Trois semaines après le coup d’État, le fils d’Ali Bongo et d’autres hauts responsables sont inculpés pour corruption et d’autres crimes.

Trois semaines après le coup d’État qui a renversé le président Ali Bongo Ondimba au Gabon, son fils Noureddin Bongo Valentin et plusieurs proches du cabinet du président déchu ont été mis en examen et incarcérés, notamment pour des accusations de corruption. Au total, dix personnes ont été inculpées mardi pour une série de crimes, dont des « troubles des opérations d’un collège électoral », « corruption », « détournement de deniers publics », « blanchiment de capitaux », et bien d’autres, a annoncé le procureur de Libreville, André-Patrick Roponat, lors d’une conférence de presse. Sept d’entre elles ont été placées en détention provisoire.

Parmi les inculpés figurent Noureddin Bongo Valentin, le fils aîné d’Ali Bongo, et Jessye Ella Ekogha, l’ancien porte-parole de la présidence, tous deux mis en examen pour corruption. Ces arrestations ont eu lieu le jour du coup d’État et ils étaient initialement soupçonnés de « haute trahison », bien que ce chef d’inculpation n’ait pas été retenu.

Le 30 août, peu de temps après l’annonce controversée de la réélection d’Ali Bongo, les militaires dirigés par le général Brice Oligui Nguema ont renversé le président, l’accusant notamment de « détournements massifs » de fonds publics. Les perquisitions menées dans les domiciles de ces hauts responsables du cabinet de l’ex-président Ali Bongo et de son épouse Sylvia Bongo Valentin ont montré des sommes considérables d’argent en espèces.

Sylvia Bongo Valentin, l’ex-première dame du Gabon, est actuellement en résidence surveillée à Libreville « pour sa protection », selon la présidence. Cependant, ses avocats ont déclaré que sa situation était « injustifiable » et « incompatible avec un État de droit ». Ils ont déposé une plainte contre les responsables de cette détention.

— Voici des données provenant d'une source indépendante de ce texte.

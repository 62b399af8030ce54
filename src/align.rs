use crate::errors::Error;

/// How children are distributed along a container's main axis.
#[derive(Debug, Clone, Copy, PartialEq, Eq, Default)]
#[cfg_attr(feature = "serde", derive(serde::Serialize, serde::Deserialize))]
#[repr(u8)]
pub enum MainAxisAlignment {
    /// Packed at the start.
    #[default]
    FlexStart,
    /// Packed at the end.
    FlexEnd,
    /// Packed around the middle.
    Center,
    /// First child at the start, last child at the end, equal space between.
    SpaceBetween,
    /// Equal space on both sides of every child.
    SpaceAround,
    /// Equal space before, between and after the children.
    SpaceEvenly,
}

/// Where each child sits along a container's cross axis.
#[derive(Debug, Clone, Copy, PartialEq, Eq, Default)]
#[cfg_attr(feature = "serde", derive(serde::Serialize, serde::Deserialize))]
#[repr(u8)]
pub enum CrossAxisAlignment {
    #[default]
    FlexStart,
    FlexEnd,
    Center,
}

impl TryFrom<u8> for MainAxisAlignment {
    type Error = Error;

    fn try_from(value: u8) -> Result<Self, Error> {
        match value {
            0 => Ok(Self::FlexStart),
            1 => Ok(Self::FlexEnd),
            2 => Ok(Self::Center),
            3 => Ok(Self::SpaceBetween),
            4 => Ok(Self::SpaceAround),
            5 => Ok(Self::SpaceEvenly),
            _ => Err(Error::UnknownDiscriminant {
                kind: "MainAxisAlignment",
                value,
            }),
        }
    }
}

impl TryFrom<u8> for CrossAxisAlignment {
    type Error = Error;

    fn try_from(value: u8) -> Result<Self, Error> {
        match value {
            0 => Ok(Self::FlexStart),
            1 => Ok(Self::FlexEnd),
            2 => Ok(Self::Center),
            _ => Err(Error::UnknownDiscriminant {
                kind: "CrossAxisAlignment",
                value,
            }),
        }
    }
}
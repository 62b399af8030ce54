//! Box constraints and their resolution against size declarations.
//!
//! Constraints flow down the element tree. Each element first tightens the
//! constraint it received using its own width and height declarations, then
//! lays out its children inside the result.

use crate::layout::{Direction, Padding, Size};
use crate::math::Dimensions;

/// Min/max bounds for an element's size, in physical pixels.
#[derive(Debug, Clone, Copy, PartialEq)]
pub struct BoxConstraint {
    pub min_width: f32,
    pub max_width: f32,
    pub min_height: f32,
    pub max_height: f32,
}

impl BoxConstraint {
    /// Zero minimum, infinite maximum.
    pub const UNBOUNDED: Self = Self {
        min_width: 0.0,
        max_width: f32::INFINITY,
        min_height: 0.0,
        max_height: f32::INFINITY,
    };

    /// Exactly `width` x `height`.
    #[inline]
    pub fn tight(width: f32, height: f32) -> Self {
        Self {
            min_width: width,
            max_width: width,
            min_height: height,
            max_height: height,
        }
    }

    /// Anything from zero up to `max_width` x `max_height`.
    #[inline]
    pub fn loose(max_width: f32, max_height: f32) -> Self {
        Self {
            min_width: 0.0,
            max_width,
            min_height: 0.0,
            max_height,
        }
    }

    /// Builds a constraint from main/cross bounds of `direction`.
    pub fn from_axes(direction: Direction, main: (f32, f32), cross: (f32, f32)) -> Self {
        let (width, height) = match direction {
            Direction::Horizontal => (main, cross),
            Direction::Vertical => (cross, main),
        };
        Self {
            min_width: width.0,
            max_width: width.1,
            min_height: height.0,
            max_height: height.1,
        }
    }

    /// Clamps `size` into the bounds. The minimum wins when the bounds cross.
    #[inline(always)]
    pub fn constrain(&self, size: Dimensions) -> Dimensions {
        debug_assert!(!size.width.is_nan(), "NaN width in layout");
        debug_assert!(!size.height.is_nan(), "NaN height in layout");
        Dimensions {
            width: size.width.min(self.max_width).max(self.min_width),
            height: size.height.min(self.max_height).max(self.min_height),
        }
    }

    #[inline]
    pub fn is_width_tight(&self) -> bool {
        self.min_width == self.max_width
    }

    #[inline]
    pub fn is_height_tight(&self) -> bool {
        self.min_height == self.max_height
    }

    #[inline]
    pub fn is_tight(&self) -> bool {
        self.is_width_tight() && self.is_height_tight()
    }

    /// Shrinks the bounds by `padding`, never below zero.
    #[inline]
    pub fn deflate(&self, padding: &Padding) -> Self {
        let horizontal = padding.left + padding.right;
        let vertical = padding.top + padding.bottom;
        Self {
            min_width: (self.min_width - horizontal).max(0.0),
            max_width: (self.max_width - horizontal).max(0.0),
            min_height: (self.min_height - vertical).max(0.0),
            max_height: (self.max_height - vertical).max(0.0),
        }
    }

    pub fn main_min(&self, direction: Direction) -> f32 {
        match direction {
            Direction::Horizontal => self.min_width,
            Direction::Vertical => self.min_height,
        }
    }

    pub fn main_max(&self, direction: Direction) -> f32 {
        match direction {
            Direction::Horizontal => self.max_width,
            Direction::Vertical => self.max_height,
        }
    }

    pub fn cross_min(&self, direction: Direction) -> f32 {
        self.main_min(direction.cross())
    }

    pub fn cross_max(&self, direction: Direction) -> f32 {
        self.main_max(direction.cross())
    }

    pub fn is_main_tight(&self, direction: Direction) -> bool {
        self.main_min(direction) == self.main_max(direction)
    }

    pub fn is_cross_tight(&self, direction: Direction) -> bool {
        self.is_main_tight(direction.cross())
    }

    /// Largest finite size allowed; unbounded axes report zero.
    pub fn biggest(&self) -> Dimensions {
        Dimensions {
            width: if self.max_width.is_finite() { self.max_width } else { 0.0 },
            height: if self.max_height.is_finite() { self.max_height } else { 0.0 },
        }
    }
}

impl Default for BoxConstraint {
    fn default() -> Self {
        Self::UNBOUNDED
    }
}

/// Tightens `constraint` with an element's own declarations.
///
/// Axes that are already tight are left alone: a parent that fixed the size
/// has the final say.
pub fn resolve(constraint: BoxConstraint, width: Size, height: Size, scale: f32) -> BoxConstraint {
    let mut resolved = constraint;
    if !constraint.is_width_tight() {
        (resolved.min_width, resolved.max_width) =
            resolve_axis(constraint.min_width, constraint.max_width, width, scale);
    }
    if !constraint.is_height_tight() {
        (resolved.min_height, resolved.max_height) =
            resolve_axis(constraint.min_height, constraint.max_height, height, scale);
    }
    resolved
}

fn resolve_axis(min: f32, max: f32, size: Size, scale: f32) -> (f32, f32) {
    match size {
        Size::Pixel(value) => {
            let value = Size::dpi_aware(value, scale);
            (value, value)
        }
        Size::Percent(percent) if max.is_finite() => {
            let value = max * percent / 100.0;
            (value, value)
        }
        Size::Percent(percent) => {
            tracing::trace!(percent, "percentage of an unbounded axis left to the parent");
            (min, max)
        }
        Size::Shrink { min: floor } => (floor, max.max(floor)),
    }
}
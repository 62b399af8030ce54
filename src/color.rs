/// An RGBA color with 8-bit channels.
#[derive(Debug, Clone, Copy, PartialEq, Eq, Hash, Default)]
#[cfg_attr(feature = "serde", derive(serde::Serialize, serde::Deserialize))]
#[repr(C)]
pub struct Color {
    pub r: u8,
    pub g: u8,
    pub b: u8,
    pub a: u8,
}

impl Color {
    pub const TRANSPARENT: Self = Self::rgba(0, 0, 0, 0);
    pub const WHITE: Self = Self::rgb(255, 255, 255);
    pub const BLACK: Self = Self::rgb(0, 0, 0);

    pub const fn rgb(r: u8, g: u8, b: u8) -> Self {
        Self { r, g, b, a: 255 }
    }

    pub const fn rgba(r: u8, g: u8, b: u8, a: u8) -> Self {
        Self { r, g, b, a }
    }

    /// Channels as stored in a vertex.
    pub const fn to_bytes(self) -> [u8; 4] {
        [self.r, self.g, self.b, self.a]
    }

    /// Channels scaled into `0.0..=1.0`.
    /// ```
    /// use flexmesh::color::Color;
    /// assert_eq!(Color::rgba(255, 0, 51, 255).normalized(), [1.0, 0.0, 0.2, 1.0]);
    /// ```
    pub fn normalized(self) -> [f32; 4] {
        [
            self.r as f32 / 255.0,
            self.g as f32 / 255.0,
            self.b as f32 / 255.0,
            self.a as f32 / 255.0,
        ]
    }

    pub fn is_transparent(self) -> bool {
        self.a == 0
    }
}

impl From<(u8, u8, u8)> for Color {
    fn from(value: (u8, u8, u8)) -> Self {
        Self::rgb(value.0, value.1, value.2)
    }
}

impl From<(u8, u8, u8, u8)> for Color {
    fn from(value: (u8, u8, u8, u8)) -> Self {
        Self::rgba(value.0, value.1, value.2, value.3)
    }
}

impl From<[u8; 4]> for Color {
    fn from(value: [u8; 4]) -> Self {
        Self::rgba(value[0], value[1], value[2], value[3])
    }
}

impl From<u32> for Color {
    /// `0xRRGGBB`, fully opaque.
    fn from(hex: u32) -> Self {
        let r = ((hex >> 16) & 0xFF) as u8;
        let g = ((hex >> 8) & 0xFF) as u8;
        let b = (hex & 0xFF) as u8;
        Color::rgb(r, g, b)
    }
}
use crate::layout::Direction;

#[derive(Debug, Clone, Copy, PartialEq, Default)]
#[cfg_attr(feature = "serde", derive(serde::Serialize, serde::Deserialize))]
#[repr(C)]
pub struct Vector2 {
    pub x: f32,
    pub y: f32,
}

impl Vector2 {
    pub const ZERO: Self = Self { x: 0.0, y: 0.0 };

    pub const fn new(x: f32, y: f32) -> Self {
        Self { x, y }
    }

    /// Builds a point from a main/cross pair, oriented by `direction`.
    pub fn from_axes(direction: Direction, main: f32, cross: f32) -> Self {
        match direction {
            Direction::Horizontal => Self::new(main, cross),
            Direction::Vertical => Self::new(cross, main),
        }
    }
}

impl From<(f32, f32)> for Vector2 {
    fn from(value: (f32, f32)) -> Self {
        Self::new(value.0, value.1)
    }
}

impl From<Vector2> for glam::Vec2 {
    fn from(value: Vector2) -> Self {
        glam::Vec2::new(value.x, value.y)
    }
}

impl From<glam::Vec2> for Vector2 {
    fn from(value: glam::Vec2) -> Self {
        Self::new(value.x, value.y)
    }
}

impl core::ops::Add for Vector2 {
    type Output = Self;

    fn add(self, rhs: Self) -> Self {
        Self::new(self.x + rhs.x, self.y + rhs.y)
    }
}

impl core::ops::Sub for Vector2 {
    type Output = Self;

    fn sub(self, rhs: Self) -> Self {
        Self::new(self.x - rhs.x, self.y - rhs.y)
    }
}

#[derive(Debug, Clone, Copy, PartialEq, Default)]
#[cfg_attr(feature = "serde", derive(serde::Serialize, serde::Deserialize))]
#[repr(C)]
pub struct Dimensions {
    pub width: f32,
    pub height: f32,
}

impl Dimensions {
    pub const ZERO: Self = Self {
        width: 0.0,
        height: 0.0,
    };

    pub const fn new(width: f32, height: f32) -> Self {
        Self { width, height }
    }

    /// Length along the main axis of `direction`.
    #[inline]
    pub fn main(&self, direction: Direction) -> f32 {
        match direction {
            Direction::Horizontal => self.width,
            Direction::Vertical => self.height,
        }
    }

    /// Length along the cross axis of `direction`.
    #[inline]
    pub fn cross(&self, direction: Direction) -> f32 {
        match direction {
            Direction::Horizontal => self.height,
            Direction::Vertical => self.width,
        }
    }

    pub fn from_axes(direction: Direction, main: f32, cross: f32) -> Self {
        match direction {
            Direction::Horizontal => Self::new(main, cross),
            Direction::Vertical => Self::new(cross, main),
        }
    }
}

impl From<(f32, f32)> for Dimensions {
    fn from(value: (f32, f32)) -> Self {
        Self::new(value.0, value.1)
    }
}

#[derive(Debug, Clone, Copy, PartialEq, Default)]
#[cfg_attr(feature = "serde", derive(serde::Serialize, serde::Deserialize))]
#[repr(C)]
pub struct BoundingBox {
    pub x: f32,
    pub y: f32,
    pub width: f32,
    pub height: f32,
}

impl BoundingBox {
    pub const fn new(x: f32, y: f32, width: f32, height: f32) -> Self {
        Self {
            x,
            y,
            width,
            height,
        }
    }

    pub fn from_parts(position: Vector2, size: Dimensions) -> Self {
        Self::new(position.x, position.y, size.width, size.height)
    }

    #[inline]
    pub fn position(&self) -> Vector2 {
        Vector2::new(self.x, self.y)
    }

    #[inline]
    pub fn size(&self) -> Dimensions {
        Dimensions::new(self.width, self.height)
    }

    #[inline]
    pub fn right(&self) -> f32 {
        self.x + self.width
    }

    #[inline]
    pub fn bottom(&self) -> f32 {
        self.y + self.height
    }

    /// Inclusive on all four edges.
    pub fn contains_point(&self, point: Vector2) -> bool {
        point.x >= self.x && point.x <= self.right() && point.y >= self.y && point.y <= self.bottom()
    }

    /// Overlapping region of two boxes; zero-sized when they do not overlap.
    pub fn intersect(&self, other: &BoundingBox) -> BoundingBox {
        let x = self.x.max(other.x);
        let y = self.y.max(other.y);
        let right = self.right().min(other.right());
        let bottom = self.bottom().min(other.bottom());
        BoundingBox::new(x, y, (right - x).max(0.0), (bottom - y).max(0.0))
    }

    /// True when the box lies entirely outside `viewport`.
    pub fn is_outside(&self, viewport: Dimensions) -> bool {
        self.x > viewport.width
            || self.y > viewport.height
            || self.right() < 0.0
            || self.bottom() < 0.0
    }
}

Les putschistes avaient accusé Sylvia et son fils Noureddin d’être les véritables dirigeants du pays et au cœur d’un réseau de corruption étendu. Ali Bongo, quant à lui, avait été placé en résidence surveillée à Libreville mais est actuellement « libre de ses mouvements » et peut « se rendre à l’étranger », selon le général Oligui.

Le 13 septembre, le général Brice Oligui Nguema, désigné président de transition, a annoncé la création d’une commission d’enquête sur les marchés publics pour lutter contre les fraudes. Avant le coup d’État, il avait sommé les chefs d’entreprise pratiquant la « surfacturation » de cesser leurs pratiques frauduleuses dans les passations de marchés publics.

L’enquête sur les « biens mal acquis » de la famille Bongo en France, ouverte suite à des plaintes d’ONG en 2007, avait déjà révélé des soupçons de détournement de fonds publics permettant l’acquisition d’un important patrimoine immobilier. Plusieurs membres de la famille Bongo, dont Ali Bongo lui-même, sont mis en examen en France pour recel de détournement de fonds publics dans le cadre de cette enquête. Le Gabon est souvent critiqué pour le niveau élevé de corruption qui y sévit et est classé 136e sur 180 pays en termes de perception de la corruption par Transparency International (2022).